Yeah - First off - independent shop owner that have empty spaces can save money by letting artists in - using it as a creative space on short term contracts. If they collectively allowed more creative outlets to use their spaces it would draw more people back to the high street. I think that times where theres austerity - people look for more creative ways of showing off or creating artwork - disused shops could be a bridge in that gap - to either show off their art & it not having to be so low end. In a time where there's a lot of struggle in the world. 


Would you say that there is any scope to get down to peoples level and present artwork and present it to people that wouldn't normally set foot in a gallery?

When people go to town - they normally have a handful of shops that you normally go to. But the rest of town, you just discard - you might not even have to go into them, but why not give them something interesting to look at as they walk past? Instead of another Poundshop or charity shop - it could be a painting or a sculpture or something to interact with. AR is one of those things - you can click a button on your phone and it can take you from a QR code to something. If you had a few of those dotted around town -eventually people will stop and look and see what's in that window. That then keeps people in town for longer, keeps people talking for longer. The more artworks we get into empty shops - you could create a hyper gallery in itself. You've got a row of empty shops - stick a piece of art in every-single one. Give's people something to look at. Doesn't have to be the most complex thing in the world or the most difficult to understand - but that exposure to artwork -gets people thinking a different way about things. It could be therapeutic. Could be good for your wellbeing. 

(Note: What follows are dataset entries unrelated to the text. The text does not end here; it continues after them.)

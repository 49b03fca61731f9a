//! LaunchInputMapper: orchestrates placement, identity, labels, and files
//!
//! For each request variant:
//! - Picks the placement policy of the variant's workload family
//! - Resolves node selectors from the custom-connector flag
//! - Resolves pod identity and main container
//! - Composes labels per role with the caller's shared labels
//! - Builds the init file manifest
//!
//! Mapping is pure: no orchestrator calls, no shared mutable state.

use std::collections::BTreeMap;
use std::sync::Arc;

use tracing::{debug, instrument};

use launcher_common::{Error, LauncherConfig, PlacementPolicy, Result};

use crate::feature_flags::{FeatureFlagClient, StaticFeatureFlags};
use crate::files::FileMapBuilder;
use crate::labels::{compose_labels, DefaultPodLabeler, PodLabeler};
use crate::model::{CheckConnectionInput, LaunchRequest, ReplicationInput};
use crate::node_selectors::resolve_node_selectors;
use crate::pod_name::{DeterministicPodNameGenerator, PodIdentityResolver, PodNameGenerator};
use crate::serializer::{JsonSerializer, ObjectSerializer};
use crate::spec::{LaunchSpecification, PodRole};

/// Maps launch requests to launch specifications.
///
/// Holds only immutable configuration and thread-safe collaborators, so one
/// instance can serve concurrent requests.
#[derive(Clone)]
pub struct LaunchInputMapper {
    labeler: Arc<dyn PodLabeler>,
    identity: PodIdentityResolver,
    files: FileMapBuilder,
    replication_policy: PlacementPolicy,
    check_policy: PlacementPolicy,
    feature_flags: Arc<dyn FeatureFlagClient>,
}

impl LaunchInputMapper {
    /// Create a mapper from explicit collaborators
    pub fn new(
        config: &LauncherConfig,
        serializer: Arc<dyn ObjectSerializer>,
        labeler: Arc<dyn PodLabeler>,
        pod_names: Arc<dyn PodNameGenerator>,
        feature_flags: Arc<dyn FeatureFlagClient>,
    ) -> Self {
        Self {
            labeler,
            identity: PodIdentityResolver::new(
                config.namespace.clone(),
                config.orchestrator.clone(),
                pod_names,
            ),
            files: FileMapBuilder::new(serializer, config.orchestrator_env.clone()),
            replication_policy: config.replication.clone(),
            check_policy: config.check.clone(),
            feature_flags,
        }
    }

    /// Create a mapper using the default serializer, labeler, pod names, and
    /// static feature flags from `config`
    pub fn from_config(config: &LauncherConfig) -> Self {
        Self::new(
            config,
            Arc::new(JsonSerializer),
            Arc::new(DefaultPodLabeler),
            Arc::new(DeterministicPodNameGenerator),
            Arc::new(StaticFeatureFlags::from_config(config)),
        )
    }

    /// Map a launch request to the specification of the pod that runs it.
    ///
    /// Discover and spec requests are not launched through this mapper yet and
    /// fail with `Error::UnsupportedVariant`.
    #[instrument(skip(self, request, shared_labels), fields(variant = request.variant_name()))]
    pub fn map(
        &self,
        workload_id: &str,
        request: &LaunchRequest,
        shared_labels: &BTreeMap<String, String>,
    ) -> Result<LaunchSpecification> {
        let mut spec = match request {
            LaunchRequest::Replication(input) => {
                self.map_replication(workload_id, input, shared_labels)?
            }
            LaunchRequest::Check(input) => self.map_check(workload_id, input, shared_labels)?,
            LaunchRequest::Discover(_) | LaunchRequest::Spec(_) => {
                return Err(Error::unsupported_variant(request.variant_name()));
            }
        };
        spec.scheduler_name = self.feature_flags.custom_scheduler(request.connection_id());

        debug!(
            pod = %spec.pod_info.name,
            namespace = %spec.pod_info.namespace,
            image = %spec.pod_info.main_container_info.image,
            "mapped launch request"
        );
        Ok(spec)
    }

    fn map_replication(
        &self,
        workload_id: &str,
        input: &ReplicationInput,
        shared_labels: &BTreeMap<String, String>,
    ) -> Result<LaunchSpecification> {
        let job_id = input.job_id()?;
        let attempt_id = input.attempt_id()?;

        let node_selectors =
            resolve_node_selectors(&self.replication_policy, input.uses_custom_connector());
        let pod_info = self.identity.resolve_for_replication(job_id, attempt_id);
        let labels = BTreeMap::from([
            (
                PodRole::Orchestrator,
                compose_labels(self.labeler.replication_orchestrator_labels(), shared_labels),
            ),
            (
                PodRole::Source,
                compose_labels(self.labeler.source_labels(), shared_labels),
            ),
            (
                PodRole::Destination,
                compose_labels(self.labeler.destination_labels(), shared_labels),
            ),
        ]);
        let file_map = self
            .files
            .build_for_replication(input, workload_id, &pod_info)?;

        Ok(LaunchSpecification {
            pod_info,
            main_role: PodRole::Orchestrator,
            node_selectors,
            annotations: self.replication_policy.annotations.clone(),
            labels,
            file_map,
            resource_requirements: input.orchestrator_resource_requirements().cloned(),
            scheduler_name: None,
        })
    }

    fn map_check(
        &self,
        workload_id: &str,
        input: &CheckConnectionInput,
        shared_labels: &BTreeMap<String, String>,
    ) -> Result<LaunchSpecification> {
        let job_id = input.job_id()?;
        let attempt_id = input.attempt_id()?;
        let actor_type = input.actor_type()?;
        let image = &input.launcher_config()?.docker_image;
        if image.trim().is_empty() {
            return Err(Error::configuration_for_field(
                "checkConnectionInput.launcherConfig.dockerImage",
                "connector image must not be empty",
            ));
        }

        let node_selectors =
            resolve_node_selectors(&self.check_policy, input.uses_custom_connector());
        let pod_info = self.identity.resolve_for_check(
            job_id,
            attempt_id,
            actor_type,
            image,
            &self.check_policy,
        );
        let labels = BTreeMap::from([(
            PodRole::Connector,
            compose_labels(self.labeler.check_connector_labels(), shared_labels),
        )]);
        let file_map = self.files.build_for_check(input, workload_id)?;

        Ok(LaunchSpecification {
            pod_info,
            main_role: PodRole::Connector,
            node_selectors,
            annotations: self.check_policy.annotations.clone(),
            labels,
            file_map,
            resource_requirements: input.resource_requirements().cloned(),
            scheduler_name: None,
        })
    }
}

Do you think art can be therapeutic? 

Yeah definitely. It doesn't have to be some pretty picture that you're looking at - and you don't have to stair at some 18th Century oil painting for 2 hours to say - "Yeah - I get it." But to look at something a little outside of the box and try and take your own from it when you leave... You might have though about things in a different way. Or you might come with a statement and it might be different to what you were thinking - but people's minds tend to get a bit numb these days with the general routine. You get a bit bogged down. You get some people that won't ever set foot into an art gallery - but it doesn't have to be complex or confusing. It doesn't have to be something where you walk away and say "I don't get it" sometimes it's good to say "I don't get it" But if you do that every once in a while, chances are it's going to be good for your wellbeing, or lift your mood.

 
Everything I end up doing ends up being really toxic or dangerous to human life in one way or another.